Think you’re reducing kilojoules by using fat free dressing? Maybe, but we absorb more salad nutrients when we prepare them with fat – the right type of fat. Pulling a fat free dressing off the supermarket shelf may seem an easy option, but many of these dressings use a fatty substance called lecithin, but extra virgin olive oil is best as it contains the most phytonutrients.
You also get more nutritional benefit from green leafy vegetables either by briefly stir-frying them in oil or serving with a home-made dressing using olive oil. The lutein and zeaxanthin nutrients – carotenoids – in green leafy vegetables are vital for eye health, so serving them with a little of the ‘good fats’ will help their absorption.
Having a little oil with veg may also increase the absorption of fat-soluble vitamins such as vitamins A, D, E and K.
You probably know that nutrient levels drop quickly once fruit and vegetables are picked. Vegetables can lose up to 40 per cent of their folic acid, zinc and vitamin C in just two days.
Because frozen fruit and veggies are usually chilled within hours of being picked, locking in their nutrients and cancer-fighting antioxidants, sometimes frozen is better than fresh. Especially when you consider how long it can take to pick, transport, store then sell from a supermarket or fruit shop.
But if you can grow veggies or salad greens at home, then pick just before you need them, you maximise the nutrition benefits.
And the longer you cook, the better.
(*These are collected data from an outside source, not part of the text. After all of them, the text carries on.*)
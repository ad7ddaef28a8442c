use std::collections::HashMap;

use pet_engine::BodyPart;
use thiserror::Error;

/// Longest single `advance`. The session steps every tick of it.
pub(crate) const MAX_ADVANCE_MS: u64 = 3_600_000;

#[derive(Debug, Clone, Copy, PartialEq, Eq)]
pub(crate) enum RoamMode {
    Start,
    Stop,
}

/// Commands that touch the scene. Actor names stay unresolved until they reach the session.
#[derive(Debug, Clone, PartialEq)]
pub(crate) enum SceneCommand {
    Advance { ms: u64 },
    Move { actor: String, x: f32, y: f32 },
    Roam { mode: RoamMode, actor: String },
    Action { name: String, target: String },
    Touch { actor: String, part: BodyPart },
    Weather,
    Curtains,
    Lamp,
    Mute,
    Dump,
    Snapshot,
    Remove { actor: String },
    Quit,
}

#[derive(Debug, Clone, PartialEq)]
pub(crate) enum LocalAction {
    Help,
    Echo { text: String },
}

#[derive(Debug, Clone, PartialEq)]
pub(crate) enum ParsedCommand {
    Local(LocalAction),
    Scene(SceneCommand),
}

#[derive(Debug, Clone, PartialEq)]
pub(crate) struct CommandParseError {
    reason: String,
    usage: String,
}

impl CommandParseError {
    fn new(reason: impl Into<String>, usage: &str) -> Self {
        Self {
            reason: reason.into(),
            usage: usage.to_string(),
        }
    }
}

#[derive(Debug, Clone, PartialEq, Eq, Error)]
pub(crate) enum RegistryError {
    #[error("command name cannot be empty")]
    EmptyName,
    #[error("duplicate command registration: {name}")]
    Duplicate { name: String },
}

type ParseFn = dyn Fn(&[String]) -> Result<ParsedCommand, CommandParseError>;

struct CommandSpec {
    name: String,
    help: String,
    arg_schema: String,
    parse: Box<ParseFn>,
}

pub(crate) struct ConsoleCommandRegistry {
    specs: Vec<CommandSpec>,
    lookup_by_lower_name: HashMap<String, usize>,
}

type Builtin = (
    &'static str,
    &'static str,
    &'static str,
    fn(&[String]) -> Result<ParsedCommand, CommandParseError>,
);

const BUILTINS: [Builtin; 15] = [
    ("help", "List commands", "", parse_help_command),
    ("echo", "Print text to console", "<text...>", parse_echo_command),
    ("quit", "Tear down the scene and exit", "", parse_quit_command),
    (
        "advance",
        "Advance simulated time",
        "<ms:u64>",
        parse_advance_command,
    ),
    (
        "move",
        "Walk a cat to a point",
        "<actor> <x:f32> <y:f32>",
        parse_move_command,
    ),
    (
        "roam",
        "Start or stop autonomous roaming",
        "<start|stop> <actor>",
        parse_roam_command,
    ),
    (
        "action",
        "Dispatch a named action",
        "<name> <target:actor|both|all>",
        parse_action_command,
    ),
    (
        "touch",
        "Touch a body part",
        "<actor> <part:head|nose|belly|tail>",
        parse_touch_command,
    ),
    ("weather", "Cycle the weather", "", parse_weather_command),
    ("curtains", "Toggle the curtains", "", parse_curtains_command),
    ("lamp", "Toggle the lamp", "", parse_lamp_command),
    ("mute", "Toggle sound", "", parse_mute_command),
    ("dump", "Print actor and room state", "", parse_dump_command),
    (
        "snapshot",
        "Print actor and room state as JSON",
        "",
        parse_snapshot_command,
    ),
    (
        "remove",
        "Remove a cat from the scene",
        "<actor>",
        parse_remove_command,
    ),
];

impl ConsoleCommandRegistry {
    pub(crate) fn new() -> Self {
        Self {
            specs: Vec::new(),
            lookup_by_lower_name: HashMap::new(),
        }
    }

    pub(crate) fn with_builtins() -> Result<Self, RegistryError> {
        let mut registry = Self::new();
        for (name, help, arg_schema, parse) in BUILTINS {
            registry.register(name, help, arg_schema, parse)?;
        }
        Ok(registry)
    }

    pub(crate) fn register<F>(
        &mut self,
        name: impl Into<String>,
        help: impl Into<String>,
        arg_schema: impl Into<String>,
        parse: F,
    ) -> Result<(), RegistryError>
    where
        F: Fn(&[String]) -> Result<ParsedCommand, CommandParseError> + 'static,
    {
        let name = name.into();
        if name.trim().is_empty() {
            return Err(RegistryError::EmptyName);
        }
        let lower = name.to_ascii_lowercase();
        if self.lookup_by_lower_name.contains_key(&lower) {
            return Err(RegistryError::Duplicate { name });
        }

        self.specs.push(CommandSpec {
            name,
            help: help.into(),
            arg_schema: arg_schema.into(),
            parse: Box::new(parse),
        });
        self.lookup_by_lower_name
            .insert(lower, self.specs.len() - 1);
        Ok(())
    }

    fn lookup(&self, input_name: &str) -> Option<&CommandSpec> {
        let lower = input_name.to_ascii_lowercase();
        let index = self.lookup_by_lower_name.get(&lower)?;
        self.specs.get(*index)
    }

    pub(crate) fn iter_specs_in_order(&self) -> impl Iterator<Item = (&str, &str, &str)> {
        self.specs.iter().map(|spec| {
            (
                spec.name.as_str(),
                spec.help.as_str(),
                spec.arg_schema.as_str(),
            )
        })
    }
}

pub(crate) struct ConsoleCommandProcessor {
    registry: ConsoleCommandRegistry,
}

impl ConsoleCommandProcessor {
    pub(crate) fn new() -> Result<Self, RegistryError> {
        Ok(Self {
            registry: ConsoleCommandRegistry::with_builtins()?,
        })
    }

    /// Parses one input line. Local commands and errors write to `out` directly;
    /// scene commands are handed back to the caller.
    pub(crate) fn process_line(
        &self,
        raw_line: &str,
        out: &mut Vec<String>,
    ) -> Option<SceneCommand> {
        let trimmed = raw_line.trim();
        if trimmed.is_empty() || trimmed.starts_with('#') {
            return None;
        }

        let tokens = match tokenize_line(trimmed) {
            Ok(tokens) => tokens,
            Err(reason) => {
                out.push(format!("error: {reason}. usage: help"));
                return None;
            }
        };
        let (command_name, args) = tokens.split_first()?;
        let Some(spec) = self.registry.lookup(command_name) else {
            out.push(format!(
                "error: unknown command '{}'. try: help",
                command_name
            ));
            return None;
        };

        match (spec.parse)(args) {
            Ok(ParsedCommand::Local(action)) => {
                self.apply_local_action(out, action);
                None
            }
            Ok(ParsedCommand::Scene(command)) => Some(command),
            Err(error) => {
                out.push(format!("error: {}. usage: {}", error.reason, error.usage));
                None
            }
        }
    }

    fn apply_local_action(&self, out: &mut Vec<String>, action: LocalAction) {
        match action {
            LocalAction::Help => {
                for (name, help, arg_schema) in self.registry.iter_specs_in_order() {
                    let line = if arg_schema.is_empty() {
                        format!("{name} - {help}")
                    } else {
                        format!("{name} {arg_schema} - {help}")
                    };
                    out.push(line);
                }
            }
            LocalAction::Echo { text } => out.push(text),
        }
    }
}

fn tokenize_line(line: &str) -> Result<Vec<String>, String> {
    let mut tokens = Vec::new();
    let mut current = String::new();
    let mut in_quotes = false;
    let mut seen_token_content = false;

    for ch in line.chars() {
        match ch {
            '"' => {
                in_quotes = !in_quotes;
                seen_token_content = true;
            }
            c if c.is_whitespace() && !in_quotes => {
                if seen_token_content {
                    tokens.push(std::mem::take(&mut current));
                    seen_token_content = false;
                }
            }
            _ => {
                current.push(ch);
                seen_token_content = true;
            }
        }
    }

    if in_quotes {
        return Err("unterminated quoted string".to_string());
    }
    if seen_token_content {
        tokens.push(current);
    }
    Ok(tokens)
}

fn parse_help_command(args: &[String]) -> Result<ParsedCommand, CommandParseError> {
    require_no_args(args, "help")?;
    Ok(ParsedCommand::Local(LocalAction::Help))
}

fn parse_echo_command(args: &[String]) -> Result<ParsedCommand, CommandParseError> {
    if args.is_empty() {
        return Err(CommandParseError::new(
            "missing required argument <text...>",
            "echo <text...>",
        ));
    }
    Ok(ParsedCommand::Local(LocalAction::Echo {
        text: args.join(" "),
    }))
}

fn parse_quit_command(args: &[String]) -> Result<ParsedCommand, CommandParseError> {
    require_no_args(args, "quit")?;
    Ok(ParsedCommand::Scene(SceneCommand::Quit))
}

fn parse_advance_command(args: &[String]) -> Result<ParsedCommand, CommandParseError> {
    const USAGE: &str = "advance <ms>";
    let [raw] = args else {
        return Err(CommandParseError::new(
            "expected exactly one argument <ms>",
            USAGE,
        ));
    };
    let ms = raw.parse::<u64>().map_err(|_| {
        CommandParseError::new(format!("invalid duration '{raw}' (expected u64)"), USAGE)
    })?;
    if ms > MAX_ADVANCE_MS {
        return Err(CommandParseError::new(
            format!("duration {ms}ms exceeds limit of {MAX_ADVANCE_MS}ms"),
            USAGE,
        ));
    }
    Ok(ParsedCommand::Scene(SceneCommand::Advance { ms }))
}

fn parse_move_command(args: &[String]) -> Result<ParsedCommand, CommandParseError> {
    const USAGE: &str = "move <actor> <x> <y>";
    let [actor, raw_x, raw_y] = args else {
        return Err(CommandParseError::new("expected <actor> <x> <y>", USAGE));
    };
    let x = parse_coordinate(raw_x, "x", USAGE)?;
    let y = parse_coordinate(raw_y, "y", USAGE)?;
    Ok(ParsedCommand::Scene(SceneCommand::Move {
        actor: actor.clone(),
        x,
        y,
    }))
}

fn parse_coordinate(raw: &str, axis: &str, usage: &str) -> Result<f32, CommandParseError> {
    match raw.parse::<f32>() {
        Ok(value) if value.is_finite() => Ok(value),
        _ => Err(CommandParseError::new(
            format!("invalid {axis} coordinate '{raw}' (expected finite f32)"),
            usage,
        )),
    }
}

fn parse_roam_command(args: &[String]) -> Result<ParsedCommand, CommandParseError> {
    const USAGE: &str = "roam <start|stop> <actor>";
    let [raw_mode, actor] = args else {
        return Err(CommandParseError::new("expected <start|stop> <actor>", USAGE));
    };
    let mode = match raw_mode.to_ascii_lowercase().as_str() {
        "start" => RoamMode::Start,
        "stop" => RoamMode::Stop,
        _ => {
            return Err(CommandParseError::new(
                format!("unknown roam mode '{raw_mode}' (expected start|stop)"),
                USAGE,
            ));
        }
    };
    Ok(ParsedCommand::Scene(SceneCommand::Roam {
        mode,
        actor: actor.clone(),
    }))
}

// The action name is passed through unchecked so unknown names reach the scene's
// ignore-and-warn path.
fn parse_action_command(args: &[String]) -> Result<ParsedCommand, CommandParseError> {
    let [name, target] = args else {
        return Err(CommandParseError::new(
            "expected <name> <target>",
            "action <name> <target>",
        ));
    };
    Ok(ParsedCommand::Scene(SceneCommand::Action {
        name: name.clone(),
        target: target.clone(),
    }))
}

fn parse_touch_command(args: &[String]) -> Result<ParsedCommand, CommandParseError> {
    const USAGE: &str = "touch <actor> <part>";
    let [actor, raw_part] = args else {
        return Err(CommandParseError::new("expected <actor> <part>", USAGE));
    };
    let part = raw_part
        .parse::<BodyPart>()
        .map_err(|err| CommandParseError::new(err.to_string(), USAGE))?;
    Ok(ParsedCommand::Scene(SceneCommand::Touch {
        actor: actor.clone(),
        part,
    }))
}

fn parse_weather_command(args: &[String]) -> Result<ParsedCommand, CommandParseError> {
    require_no_args(args, "weather")?;
    Ok(ParsedCommand::Scene(SceneCommand::Weather))
}

fn parse_curtains_command(args: &[String]) -> Result<ParsedCommand, CommandParseError> {
    require_no_args(args, "curtains")?;
    Ok(ParsedCommand::Scene(SceneCommand::Curtains))
}

fn parse_lamp_command(args: &[String]) -> Result<ParsedCommand, CommandParseError> {
    require_no_args(args, "lamp")?;
    Ok(ParsedCommand::Scene(SceneCommand::Lamp))
}

fn parse_mute_command(args: &[String]) -> Result<ParsedCommand, CommandParseError> {
    require_no_args(args, "mute")?;
    Ok(ParsedCommand::Scene(SceneCommand::Mute))
}

fn parse_dump_command(args: &[String]) -> Result<ParsedCommand, CommandParseError> {
    require_no_args(args, "dump")?;
    Ok(ParsedCommand::Scene(SceneCommand::Dump))
}

fn parse_snapshot_command(args: &[String]) -> Result<ParsedCommand, CommandParseError> {
    require_no_args(args, "snapshot")?;
    Ok(ParsedCommand::Scene(SceneCommand::Snapshot))
}

fn parse_remove_command(args: &[String]) -> Result<ParsedCommand, CommandParseError> {
    let [actor] = args else {
        return Err(CommandParseError::new(
            "expected exactly one argument <actor>",
            "remove <actor>",
        ));
    };
    Ok(ParsedCommand::Scene(SceneCommand::Remove {
        actor: actor.clone(),
    }))
}

fn require_no_args(args: &[String], usage: &str) -> Result<(), CommandParseError> {
    if args.is_empty() {
        Ok(())
    } else {
        Err(CommandParseError::new("unexpected extra arguments", usage))
    }
}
Heat changes the antioxidant lycopene in tomatoes into a more readily absorbable form. So canned tomatoes are much higher in phytonutrients; and tomato paste, being more concentrated, is even better. Lycopene has been recognised as protective against prostate cancer, so a more readily available and biologically active way of getting more is ideal.
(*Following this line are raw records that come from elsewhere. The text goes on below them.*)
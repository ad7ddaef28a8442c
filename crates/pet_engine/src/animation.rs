use std::fmt;

use serde::{Deserialize, Serialize};

/// Closed set of animations a cat can play. The presentation layer owns the
/// tag -> frame range mapping; the simulation only ever picks a tag.
#[derive(Debug, Clone, Copy, PartialEq, Eq, Hash, Serialize, Deserialize)]
#[serde(rename_all = "camelCase")]
pub enum AnimationTag {
    SitIdle,
    LayIdle,
    WalkUp,
    WalkDown,
    WalkLeft,
    WalkRight,
    Sleep,
    Wake,
    Happy,
    Annoyed,
    Feed,
    Gaming,
    Nudge,
    Kick,
    HogBlanket,
    Surprised,
}

impl AnimationTag {
    pub fn as_token(self) -> &'static str {
        match self {
            Self::SitIdle => "sitIdle",
            Self::LayIdle => "layIdle",
            Self::WalkUp => "walkUp",
            Self::WalkDown => "walkDown",
            Self::WalkLeft => "walkLeft",
            Self::WalkRight => "walkRight",
            Self::Sleep => "sleep",
            Self::Wake => "wake",
            Self::Happy => "happy",
            Self::Annoyed => "annoyed",
            Self::Feed => "feed",
            Self::Gaming => "gaming",
            Self::Nudge => "nudge",
            Self::Kick => "kick",
            Self::HogBlanket => "hogBlanket",
            Self::Surprised => "surprised",
        }
    }
}

impl fmt::Display for AnimationTag {
    fn fmt(&self, f: &mut fmt::Formatter<'_>) -> fmt::Result {
        f.write_str(self.as_token())
    }
}

#[derive(Debug, Clone, Copy, Default, PartialEq, Eq, Hash, Serialize, Deserialize)]
#[serde(rename_all = "camelCase")]
pub enum Mood {
    #[default]
    Neutral,
    Happy,
    Annoyed,
    Sleeping,
}

impl Mood {
    pub fn as_token(self) -> &'static str {
        match self {
            Self::Neutral => "neutral",
            Self::Happy => "happy",
            Self::Annoyed => "annoyed",
            Self::Sleeping => "sleeping",
        }
    }
}

impl fmt::Display for Mood {
    fn fmt(&self, f: &mut fmt::Formatter<'_>) -> fmt::Result {
        f.write_str(self.as_token())
    }
}

#[cfg(test)]
mod tests {
    use super::*;

    const ALL_TAGS: [AnimationTag; 16] = [
        AnimationTag::SitIdle,
        AnimationTag::LayIdle,
        AnimationTag::WalkUp,
        AnimationTag::WalkDown,
        AnimationTag::WalkLeft,
        AnimationTag::WalkRight,
        AnimationTag::Sleep,
        AnimationTag::Wake,
        AnimationTag::Happy,
        AnimationTag::Annoyed,
        AnimationTag::Feed,
        AnimationTag::Gaming,
        AnimationTag::Nudge,
        AnimationTag::Kick,
        AnimationTag::HogBlanket,
        AnimationTag::Surprised,
    ];

    #[test]
    fn display_tokens_match_serde_names() {
        for tag in ALL_TAGS {
            let json = serde_json::to_string(&tag).expect("encode");
            assert_eq!(json, format!("\"{tag}\""));
        }
    }

    #[test]
    fn serde_uses_camel_case_tokens() {
        let json = serde_json::to_string(&AnimationTag::WalkRight).expect("encode");
        assert_eq!(json, "\"walkRight\"");
        let mood: Mood = serde_json::from_str("\"sleeping\"").expect("decode");
        assert_eq!(mood, Mood::Sleeping);
    }
}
And research shows cooking fibrous vegetables, like carrots and parsnips, releases more beta-carotene (a nutrient the body converts to vitamin A, essential for healthy vision, skin and immunity).
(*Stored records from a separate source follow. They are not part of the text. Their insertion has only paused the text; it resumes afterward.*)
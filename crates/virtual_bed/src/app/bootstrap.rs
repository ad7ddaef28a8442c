use std::env;
use std::io;
use std::num::ParseIntError;
use std::path::PathBuf;

use pet_engine::{load_scene_config, random_source_for, CatScene, SceneConfig, SceneConfigError};
use thiserror::Error;
use tracing::info;
use tracing_subscriber::EnvFilter;

use super::console::RegistryError;
use super::feedback;

const SCENE_CONFIG_ENV_VAR: &str = "VIRTUAL_BED_SCENE_CONFIG";
const SEED_ENV_VAR: &str = "VIRTUAL_BED_SEED";

#[derive(Debug, Error)]
pub(crate) enum AppError {
    #[error(transparent)]
    SceneConfig(#[from] SceneConfigError),
    #[error("failed to read environment variable {var}: {source}")]
    EnvVar {
        var: &'static str,
        #[source]
        source: env::VarError,
    },
    #[error("VIRTUAL_BED_SEED must be an unsigned integer (got '{raw}'): {source}")]
    InvalidSeed {
        raw: String,
        #[source]
        source: ParseIntError,
    },
    #[error("failed to open command script '{}': {source}", .path.display())]
    OpenScript {
        path: PathBuf,
        #[source]
        source: io::Error,
    },
    #[error("failed to read console input: {0}")]
    ReadInput(#[source] io::Error),
    #[error("failed to write console output: {0}")]
    WriteOutput(#[source] io::Error),
    #[error(transparent)]
    Registry(#[from] RegistryError),
}

#[derive(Debug, Clone, PartialEq, Eq)]
pub(crate) enum InputSource {
    Stdin,
    Script(PathBuf),
}

pub(crate) struct AppWiring {
    pub(crate) scene: CatScene,
    pub(crate) tick_ms: u64,
    pub(crate) input: InputSource,
}

pub(crate) fn build_app() -> Result<AppWiring, AppError> {
    init_tracing();
    info!("=== Virtual Bed Startup ===");

    let mut config = match read_env(SCENE_CONFIG_ENV_VAR)? {
        Some(raw_path) => {
            let path = PathBuf::from(raw_path);
            info!(path = %path.display(), "scene_config_loading");
            load_scene_config(&path)?
        }
        None => SceneConfig::default(),
    };
    if let Some(raw) = read_env(SEED_ENV_VAR)? {
        config.seed = Some(parse_seed(&raw)?);
    }

    let scene = CatScene::new(
        &config,
        random_source_for(config.seed),
        feedback::logging_hooks(),
    )?;
    let input = input_source_from_args(env::args_os().skip(1).map(PathBuf::from));
    info!(
        actors = scene.actor_count(),
        seed = ?config.seed,
        tick_ms = config.tick_ms,
        input = ?input,
        "scene_ready"
    );

    Ok(AppWiring {
        scene,
        tick_ms: config.tick_ms,
        input,
    })
}

fn init_tracing() {
    let filter = EnvFilter::try_from_default_env().unwrap_or_else(|_| EnvFilter::new("info"));
    tracing_subscriber::fmt()
        .with_env_filter(filter)
        .with_target(false)
        .with_writer(io::stderr)
        .compact()
        .init();
}

fn read_env(var: &'static str) -> Result<Option<String>, AppError> {
    match env::var(var) {
        Ok(value) if value.trim().is_empty() => Ok(None),
        Ok(value) => Ok(Some(value)),
        Err(env::VarError::NotPresent) => Ok(None),
        Err(source) => Err(AppError::EnvVar { var, source }),
    }
}

fn parse_seed(raw: &str) -> Result<u64, AppError> {
    raw.trim()
        .parse::<u64>()
        .map_err(|source| AppError::InvalidSeed {
            raw: raw.to_string(),
            source,
        })
}

fn input_source_from_args(mut args: impl Iterator<Item = PathBuf>) -> InputSource {
    match args.next() {
        Some(path) if path.as_os_str() != "-" => InputSource::Script(path),
        _ => InputSource::Stdin,
    }
}

#[cfg(test)]
mod tests {
    use super::*;

    #[test]
    fn seed_parses_with_surrounding_whitespace() {
        assert_eq!(parse_seed(" 42 \n").expect("seed"), 42);
    }

    #[test]
    fn bad_seed_reports_raw_value() {
        let err = parse_seed("-3").expect_err("negative seed");
        assert!(matches!(err, AppError::InvalidSeed { ref raw, .. } if raw == "-3"));
        assert!(err.to_string().starts_with("VIRTUAL_BED_SEED must be an unsigned integer"));
    }

    #[test]
    fn first_argument_selects_script_input() {
        assert_eq!(
            input_source_from_args(std::iter::empty()),
            InputSource::Stdin
        );
        assert_eq!(
            input_source_from_args([PathBuf::from("-")].into_iter()),
            InputSource::Stdin
        );
        assert_eq!(
            input_source_from_args([PathBuf::from("night.txt")].into_iter()),
            InputSource::Script(PathBuf::from("night.txt"))
        );
    }
}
Did you know that dried beans are some of the most phytonutrient-rich foods, but canned have more antioxidants? But if you cook dried beans, let them remain in the liquid for an hour afterwards to reabsorb some of the nutrients. Alternatively, use a pressure cooker; one study found that beans in a pressure cooker had more antioxidants than those cooked using other methods.
It may seem convenient to pick up a bag of chopped carrots or broccoli florets, but it will be less nutritious than buying whole carrots or a head of broccoli. Antioxidants and other phytonutrients start to break down as soon as they are exposed to light and air – you see this oxidation process with sliced apples.
One study found that after ten days — the time it took to get the vegetable from field to shop — broccoli lost 75% of flavonoids (a type of antioxidant) and 80 per cent of glucosinolates (compounds believed to break down cancer-causing substances and stimulate the immune system). Buy the freshest broccoli you can and cook it straight away.
Instead of throwing out the tops of beetroot, toss in the dark green parts (which have a higher concentration of phytonutrients). And don’t forget vegetable peelings, which often contain a higher concentration of antioxidants than the rest of the vegetable. Roast then eat them like chips.